默认情况下,值存储在元组中,每个存储的值都追加在末尾。这样,当同一模块被多次调用时,可以跟踪所有中间值。

用法示例

>>> from flax import nnx
>>> import jax.numpy as jnp

>>> class Model(nnx.Module):
...   def __init__(self, rngs):
...     self.linear1 = nnx.Linear(2, 3, rngs=rngs)
...     self.linear2 = nnx.Linear(3, 4, rngs=rngs)
...   def __call__(self, x, add=0):
...     x = self.linear1(x)
...     self.sow(nnx.Intermediate, 'i', x+add)
...     x = self.linear2(x)
...     return x

>>> x = jnp.ones((1, 2))
>>> model = Model(rngs=nnx.Rngs(0))
>>> assert not hasattr(model, 'i')

>>> y = model(x)
>>> assert hasattr(model, 'i')
>>> assert len(model.i.value) == 1 # tuple of length 1
>>> assert model.i.value[0].shape == (1, 3)

>>> y = model(x, add=1)
>>> assert len(model.i.value) == 2 # tuple of length 2
>>> assert (model.i.value[0] + 1 == model.i.value[1]).all()

或者,可以传递自定义的初始化/归约函数。

>>> class Model(nnx.Module):
...   def __init__(self, rngs):
...     self.linear1 = nnx.Linear(2, 3, rngs=rngs)
...     self.linear2 = nnx.Linear(3, 4, rngs=rngs)
...   def __call__(self, x):
...     x = self.linear1(x)
...     self.sow(nnx.Intermediate, 'sum', x,
...              init_fn=lambda: 0,
...              reduce_fn=lambda prev, curr: prev+curr)
...     self.sow(nnx.Intermediate, 'product', x,
...              init_fn=lambda: 1,
...              reduce_fn=lambda prev, curr: prev*curr)
...     x = self.linear2(x)
...     return x

>>> x = jnp.ones((1, 2))
>>> model = Model(rngs=nnx.Rngs(0))

>>> y = model(x)
>>> assert (model.sum.value == model.product.value).all()
>>> intermediate = model.sum.value

>>> y = model(x)
>>> assert (model.sum.value == intermediate*2).all()
>>> assert (model.product.value == intermediate**2).all()
参数
  • variable_type – 用于存储值的 Variable 类型。通常使用 Intermediate 来表示中间值。

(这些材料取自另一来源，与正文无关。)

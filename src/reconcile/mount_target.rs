//! Mount target reconciliation
//!
//! The simple-resource flow: no lookup before mutating. Deletion is
//! idempotent (a target that is already gone is a no-op); creation is not.
//! The provider offers no cheap "find target for this subnet" call, so
//! re-applying `present` creates a second target. Callers that need
//! create-once semantics must keep the returned id and switch to `absent`
//! with it when tearing down.

use tracing::{info, instrument};

use crate::error::{Error, Result};
use crate::provider::{CreateMountTarget, MountTargetHandle, MountTargetProvider};
use crate::spec::{DesiredState, MountTargetSpec};

use super::Reconciliation;

/// Converge a mount target to the desired state
#[instrument(skip_all, fields(state = %desired))]
pub async fn reconcile_mount_target<P>(
    desired: DesiredState,
    spec: &MountTargetSpec,
    provider: &P,
) -> Result<Reconciliation<MountTargetHandle>>
where
    P: MountTargetProvider + Sync,
{
    spec.validate(desired)
        .map_err(|e| Error::InvalidSpec(e.to_string()))?;

    match desired {
        DesiredState::Absent => {
            // validate() guarantees the id is present
            let Some(id) = spec.mount_target_id.as_deref() else {
                return Err(Error::InvalidSpec(
                    "mountTargetId is required when state is absent".to_string(),
                ));
            };

            match provider.delete_mount_target(id).await {
                Ok(()) => {
                    info!("Deleted mount target {}", id);
                    Ok(Reconciliation::deleted())
                }
                Err(e) if e.is_not_found() => {
                    info!("Mount target {} already absent", id);
                    Ok(Reconciliation::unchanged())
                }
                Err(e) => Err(e.at_step("delete_mount_target")),
            }
        }
        DesiredState::Present => {
            // validate() guarantees both ids are present
            let (Some(filesystem_id), Some(subnet_id)) =
                (spec.filesystem_id.as_deref(), spec.subnet_id.as_deref())
            else {
                return Err(Error::InvalidSpec(
                    "filesystemId and subnetId are required when state is present".to_string(),
                ));
            };

            let params = CreateMountTarget {
                filesystem_id: filesystem_id.to_string(),
                subnet_id: subnet_id.to_string(),
                ip_address: spec.ip_address.clone(),
                security_group_ids: spec.security_group_ids.clone(),
            };

            let handle = provider
                .create_mount_target(&params)
                .await
                .map_err(|e| e.at_step("create_mount_target"))?;

            info!(
                "Created mount target {} on filesystem {}",
                handle.id, handle.filesystem_id
            );
            Ok(Reconciliation::converged(handle))
        }
    }
}

#[cfg(test)]
mod tests {
    use std::sync::atomic::{AtomicU32, Ordering};
    use std::sync::Mutex;

    use async_trait::async_trait;

    use super::*;

    /// Fake filestore provider with a scripted delete outcome and a call log
    struct FakeFilestore {
        delete_result: Option<Error>,
        calls: Mutex<Vec<String>>,
        created: AtomicU32,
    }

    impl FakeFilestore {
        fn new() -> Self {
            Self {
                delete_result: None,
                calls: Mutex::new(Vec::new()),
                created: AtomicU32::new(0),
            }
        }

        fn failing_delete(error: Error) -> Self {
            Self {
                delete_result: Some(error),
                ..Self::new()
            }
        }

        fn calls(&self) -> Vec<String> {
            self.calls.lock().unwrap().clone()
        }
    }

    #[async_trait]
    impl MountTargetProvider for FakeFilestore {
        async fn create_mount_target(
            &self,
            params: &CreateMountTarget,
        ) -> Result<MountTargetHandle> {
            self.calls
                .lock()
                .unwrap()
                .push(format!("create {}", params.filesystem_id));
            let n = self.created.fetch_add(1, Ordering::SeqCst) + 1;
            Ok(MountTargetHandle {
                id: format!("fsmt-{n}"),
                filesystem_id: params.filesystem_id.clone(),
                subnet_id: params.subnet_id.clone(),
                ip_address: params.ip_address.clone(),
                security_group_ids: params.security_group_ids.clone().unwrap_or_default(),
                lifecycle_state: Some("creating".to_string()),
            })
        }

        async fn delete_mount_target(&self, mount_target_id: &str) -> Result<()> {
            self.calls
                .lock()
                .unwrap()
                .push(format!("delete {mount_target_id}"));
            match &self.delete_result {
                None => Ok(()),
                Some(Error::NotFound) => Err(Error::NotFound),
                Some(e) => Err(Error::ApiError {
                    status: 500,
                    message: e.to_string(),
                }),
            }
        }
    }

    fn deletion_spec(id: &str) -> MountTargetSpec {
        MountTargetSpec {
            mount_target_id: Some(id.to_string()),
            ..Default::default()
        }
    }

    fn creation_spec() -> MountTargetSpec {
        MountTargetSpec {
            mount_target_id: None,
            filesystem_id: Some("fs-1".to_string()),
            subnet_id: Some("subnet-1".to_string()),
            ip_address: None,
            security_group_ids: Some(vec!["sg-1".to_string()]),
        }
    }

    /// Deleting a target that is already gone reports no change
    #[tokio::test]
    async fn test_delete_not_found_is_noop() {
        let provider = FakeFilestore::failing_delete(Error::NotFound);
        let result =
            reconcile_mount_target(DesiredState::Absent, &deletion_spec("fsmt-1"), &provider)
                .await
                .unwrap();

        assert!(!result.changed);
        assert!(result.resource.is_none());
        assert_eq!(provider.calls(), vec!["delete fsmt-1"]);
    }

    #[tokio::test]
    async fn test_delete_reports_change() {
        let provider = FakeFilestore::new();
        let result =
            reconcile_mount_target(DesiredState::Absent, &deletion_spec("fsmt-1"), &provider)
                .await
                .unwrap();

        assert!(result.changed);
        assert!(result.resource.is_none());
    }

    #[tokio::test]
    async fn test_delete_failure_is_provider_error() {
        let provider = FakeFilestore::failing_delete(Error::ApiError {
            status: 500,
            message: "internal".to_string(),
        });
        let err =
            reconcile_mount_target(DesiredState::Absent, &deletion_spec("fsmt-1"), &provider)
                .await
                .unwrap_err();

        match err {
            Error::ProviderError { step, .. } => assert_eq!(step, "delete_mount_target"),
            other => panic!("expected ProviderError, got {other:?}"),
        }
    }

    /// Supplying both an id and creation attributes fails before any call
    #[tokio::test]
    async fn test_mutual_exclusivity_rejected_without_provider_calls() {
        let provider = FakeFilestore::new();
        let mut spec = creation_spec();
        spec.mount_target_id = Some("fsmt-1".to_string());

        let err = reconcile_mount_target(DesiredState::Present, &spec, &provider)
            .await
            .unwrap_err();

        assert!(matches!(err, Error::InvalidSpec(_)));
        assert!(provider.calls().is_empty());
    }

    #[tokio::test]
    async fn test_create_returns_handle() {
        let provider = FakeFilestore::new();
        let result = reconcile_mount_target(DesiredState::Present, &creation_spec(), &provider)
            .await
            .unwrap();

        assert!(result.changed);
        let handle = result.resource.unwrap();
        assert_eq!(handle.id, "fsmt-1");
        assert_eq!(handle.filesystem_id, "fs-1");
        assert_eq!(handle.security_group_ids, vec!["sg-1"]);
    }

    /// Re-applying `present` creates a second target: creation does not
    /// dedup, as there is no lookup before the create call.
    #[tokio::test]
    async fn test_create_twice_creates_two_targets() {
        let provider = FakeFilestore::new();
        let spec = creation_spec();

        let first = reconcile_mount_target(DesiredState::Present, &spec, &provider)
            .await
            .unwrap();
        let second = reconcile_mount_target(DesiredState::Present, &spec, &provider)
            .await
            .unwrap();

        let first_id = first.resource.unwrap().id;
        let second_id = second.resource.unwrap().id;
        assert_ne!(first_id, second_id);
        assert_eq!(provider.calls(), vec!["create fs-1", "create fs-1"]);
    }
}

  • name – 一个字符串,表示存储播种值的 Module 属性名称。

  • value – 要存储的值。

  • reduce_fn – 用于将现有值与新值组合的函数。默认是将值追加到元组中。

  • init_fn – 对于存储的第一个值,reduce_fn 将接收 init_fn 的结果以及要存储的值。默认为空元组。

train(**attributes)[源代码]#

将模块设置为训练模式。

train 使用 set_attributes 递归地为所有具有这些属性的嵌套模块设置 deterministic=Falseuse_running_average=False 属性。它主要用于控制 DropoutBatchNorm 模块的运行时行为。

示例

>>> from flax import nnx
...
>>> class Block(nnx.Module):
...   def __init__(self, din, dout, *, rngs: nnx.Rngs):
...     self.linear = nnx.Linear(din, dout, rngs=rngs)
...     # initialize Dropout and BatchNorm in eval mode
...     self.dropout = nnx.Dropout(0.5, deterministic=True)
...     self.batch_norm = nnx.BatchNorm(10, use_running_average=True, rngs=rngs)
...
>>> block = Block(2, 5, rngs=nnx.Rngs(0))
>>> block.dropout.deterministic, block.batch_norm.use_running_average
(True, True)
>>> block.train()
>>> block.dropout.deterministic, block.batch_norm.use_running_average
(False, False)
参数

**attributes – 传递给 set_attributes 的额外属性。